When China Post, the State-owned official postal service, unveiled a new collection of stamps to mark the upcoming Year of the Pig, tongues started wagging.

By NewsChina Updated Sept.1

When China Post, the State-owned official postal service, unveiled a new collection of stamps to mark the upcoming Year of the Pig, tongues started wagging. Stamps themed to the Chinese zodiac are an annual ritual but this year they depicted a grown up pig couple alongside three little piglets – a sign to some that the government would seek to further relax long-term restrictions on family size. 
 
That conclusion may sound farfetched but there is nevertheless a consensus among experts that China’s current two-child policy is inadequate to deal with the demographic challenge posed by a rapidly aging population. While it did prompt a small increase in the number of newborn babies in 2016, the number dropped by 630,000 in 2017.  

China’s National Bureau of Statistics estimates the number of Chinese people over 60 years old has eclipsed 241 million, accounting for 17.3 percent of the total population. On current demographic trends, the ratio will increase to a staggering 34.9 percent. For many demographers, it is time to abandon this family planning policy entirely and allow people to decide how many children they want to have.  
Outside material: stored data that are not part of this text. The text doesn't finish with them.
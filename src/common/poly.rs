use super::galois::Field;
use crate::error::{QRError, QRResult};

// Polynomial over GF(256)
//------------------------------------------------------------------------------

/// Coefficients are stored highest degree first. Leading zeros are stripped on
/// construction, so the zero polynomial is always `[0]`.
#[derive(Debug, Clone, PartialEq, Eq)]
pub struct Poly<'f> {
    field: &'f Field,
    coeffs: Vec<u8>,
}

impl<'f> Poly<'f> {
    pub fn new(field: &'f Field, coeffs: Vec<u8>) -> Self {
        match coeffs.iter().position(|&c| c != 0) {
            Some(0) => Self { field, coeffs },
            Some(lead) => Self { field, coeffs: coeffs[lead..].to_vec() },
            None => Self::zero(field),
        }
    }

    pub fn zero(field: &'f Field) -> Self {
        Self { field, coeffs: vec![0] }
    }

    pub fn monomial(field: &'f Field, degree: usize, coeff: u8) -> Self {
        if coeff == 0 {
            return Self::zero(field);
        }
        let mut coeffs = vec![0; degree + 1];
        coeffs[0] = coeff;
        Self { field, coeffs }
    }

    pub fn coeffs(&self) -> &[u8] {
        &self.coeffs
    }

    pub fn into_coeffs(self) -> Vec<u8> {
        self.coeffs
    }

    pub fn degree(&self) -> usize {
        self.coeffs.len() - 1
    }

    pub fn is_zero(&self) -> bool {
        self.coeffs[0] == 0
    }

    /// Coefficient of x^degree
    pub fn coefficient(&self, degree: usize) -> u8 {
        if degree > self.degree() {
            return 0;
        }
        self.coeffs[self.coeffs.len() - 1 - degree]
    }

    pub fn evaluate_at(&self, x: u8) -> u8 {
        if x == 0 {
            return self.coefficient(0);
        }
        self.coeffs.iter().fold(0, |acc, &c| self.field.multiply(acc, x) ^ c)
    }
}

// Arithmetic
//------------------------------------------------------------------------------

impl<'f> Poly<'f> {
    pub fn add(&self, other: &Self) -> Self {
        if self.is_zero() {
            return other.clone();
        }
        if other.is_zero() {
            return self.clone();
        }

        let (small, large) = if self.coeffs.len() > other.coeffs.len() {
            (&other.coeffs, &self.coeffs)
        } else {
            (&self.coeffs, &other.coeffs)
        };
        let diff = large.len() - small.len();
        let mut sum = large[..diff].to_vec();
        sum.extend(large[diff..].iter().zip(small.iter()).map(|(a, b)| a ^ b));
        Self::new(self.field, sum)
    }

    pub fn multiply(&self, other: &Self) -> Self {
        if self.is_zero() || other.is_zero() {
            return Self::zero(self.field);
        }

        let mut prod = vec![0; self.coeffs.len() + other.coeffs.len() - 1];
        for (i, &a) in self.coeffs.iter().enumerate() {
            for (j, &b) in other.coeffs.iter().enumerate() {
                prod[i + j] ^= self.field.multiply(a, b);
            }
        }
        Self::new(self.field, prod)
    }

    pub fn multiply_by_scalar(&self, scalar: u8) -> Self {
        match scalar {
            0 => Self::zero(self.field),
            1 => self.clone(),
            s => {
                let prod = self.coeffs.iter().map(|&c| self.field.multiply(c, s)).collect();
                Self::new(self.field, prod)
            }
        }
    }

    pub fn multiply_by_monomial(&self, degree: usize, coeff: u8) -> Self {
        if coeff == 0 {
            return Self::zero(self.field);
        }
        let mut prod: Vec<u8> =
            self.coeffs.iter().map(|&c| self.field.multiply(c, coeff)).collect();
        prod.resize(self.coeffs.len() + degree, 0);
        Self::new(self.field, prod)
    }

    /// Synthetic division. Returns (quotient, remainder).
    pub fn divide(&self, other: &Self) -> QRResult<(Self, Self)> {
        if other.is_zero() {
            return Err(QRError::DivisionByZero);
        }

        let mut quotient = Self::zero(self.field);
        let mut remainder = self.clone();
        let divisor_lead = other.coefficient(other.degree());

        while !remainder.is_zero() && remainder.degree() >= other.degree() {
            let degree_diff = remainder.degree() - other.degree();
            let scale = self.field.divide(remainder.coefficient(remainder.degree()), divisor_lead)?;
            let term = other.multiply_by_monomial(degree_diff, scale);
            quotient = quotient.add(&Self::monomial(self.field, degree_diff, scale));
            remainder = remainder.add(&term);
        }

        Ok((quotient, remainder))
    }
}
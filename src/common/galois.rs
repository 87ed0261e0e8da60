use crate::error::{QRError, QRResult};

// Galois field
//------------------------------------------------------------------------------

/// Log/antilog tables for GF(256). Addition and subtraction are plain XOR and
/// never go through the tables.
#[derive(Debug, Clone, PartialEq, Eq)]
pub struct Field {
    exp: [u8; FIELD_SIZE],
    log: [u8; FIELD_SIZE],
    base: usize,
}

impl Field {
    pub fn new(primitive: u16, base: usize) -> Self {
        debug_assert!(primitive & 0x100 != 0, "Primitive must be of degree 8: {primitive:#x}");

        let mut exp = [0u8; FIELD_SIZE];
        let mut log = [0u8; FIELD_SIZE];
        let mut x = 1u16;
        for e in exp.iter_mut() {
            *e = x as u8;
            x <<= 1;
            if x >= FIELD_SIZE as u16 {
                x ^= primitive;
            }
        }
        for (i, &e) in exp.iter().enumerate().take(FIELD_SIZE - 1) {
            log[e as usize] = i as u8;
        }
        Self { exp, log, base }
    }

    /// Field used by QR: x^8 + x^4 + x^3 + x^2 + 1, generator base 0.
    pub fn qr() -> Self {
        Self::new(QR_PRIMITIVE, 0)
    }

    pub fn generator_base(&self) -> usize {
        self.base
    }

    pub fn exp(&self, i: usize) -> u8 {
        self.exp[i % ORDER]
    }

    pub fn log(&self, v: u8) -> QRResult<usize> {
        if v == 0 {
            return Err(QRError::FieldDomain);
        }
        Ok(self.log[v as usize] as usize)
    }

    pub fn add(a: u8, b: u8) -> u8 {
        a ^ b
    }

    pub fn multiply(&self, a: u8, b: u8) -> u8 {
        if a == 0 || b == 0 {
            return 0;
        }
        self.exp[(self.log[a as usize] as usize + self.log[b as usize] as usize) % ORDER]
    }

    pub fn divide(&self, a: u8, b: u8) -> QRResult<u8> {
        if b == 0 {
            return Err(QRError::DivisionByZero);
        }
        if a == 0 {
            return Ok(0);
        }
        let diff = ORDER + self.log[a as usize] as usize - self.log[b as usize] as usize;
        Ok(self.exp[diff % ORDER])
    }

    pub fn inverse(&self, a: u8) -> QRResult<u8> {
        self.divide(1, a)
    }
}

impl Default for Field {
    fn default() -> Self {
        Self::qr()
    }
}


// Global constants
//------------------------------------------------------------------------------

pub const FIELD_SIZE: usize = 256;

// Multiplicative group order
const ORDER: usize = FIELD_SIZE - 1;

pub const QR_PRIMITIVE: u16 = 0x011d;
In the meantime, the government has proposed tax relief for couples with children in an effort to help families deal with child-raising costs. But so far, these incentives have done little to boost the fertility rate. To effectively address the issue, the government will focus on multi-dimensional factors underlining the sustained declining desire to have children, which are not only economic, but also cultural and political.  

Decades of the one-child policy have transformed China’s traditional culture, which once  
favored multiple children, into a new culture that sees children as a burden rather than a  
blessing. Those violating family planning laws were forced to pay a fine disguised as “compensation to society” for the social resources the children would use. Such a rationale has gradually changed the family unit, as child-raising costs keep rising. Given that primary child-rearing responsibilities still fall disproportionately on to women in China, a lack of effective protection for working mothers means having more children is increasingly viewed as something that will impact a woman’s career and threaten living standards.  

Therefore, to fundamentally reverse the trend, the government needs to take a systematic  
approach to address the economic costs of raising children, which should include offering tax benefits to families, building and funding more nurseries and increasing subsidies for child-raising costs. Culturally, the Chinese government needs to start to nurture a culture that deems children valuable assets, rather than a social burden.  

Most important, it is time for China to terminate its so-called “land finance” policy, which sees governments sell land to real estate developers for revenue. This has led to runaway housing prices in recent decades. Studies from developed countries like the US and UK show a strong correlation between high housing prices and a low birth rate. A study released by Zillow Research in June, for example, showed an extra 10 percentage-point rise in home values was associated with an extra 1.5 percentage-point drop in birth rates for 25-29-year-old women in the US. In China, home values have increased more than tenfold in the past decade.  

Though the consequences of an aging population will still take some years to emerge, China needs to take action now while the economy remains robust. By the time demographic challenges start to take a toll on the economy and government revenue, it will be too late.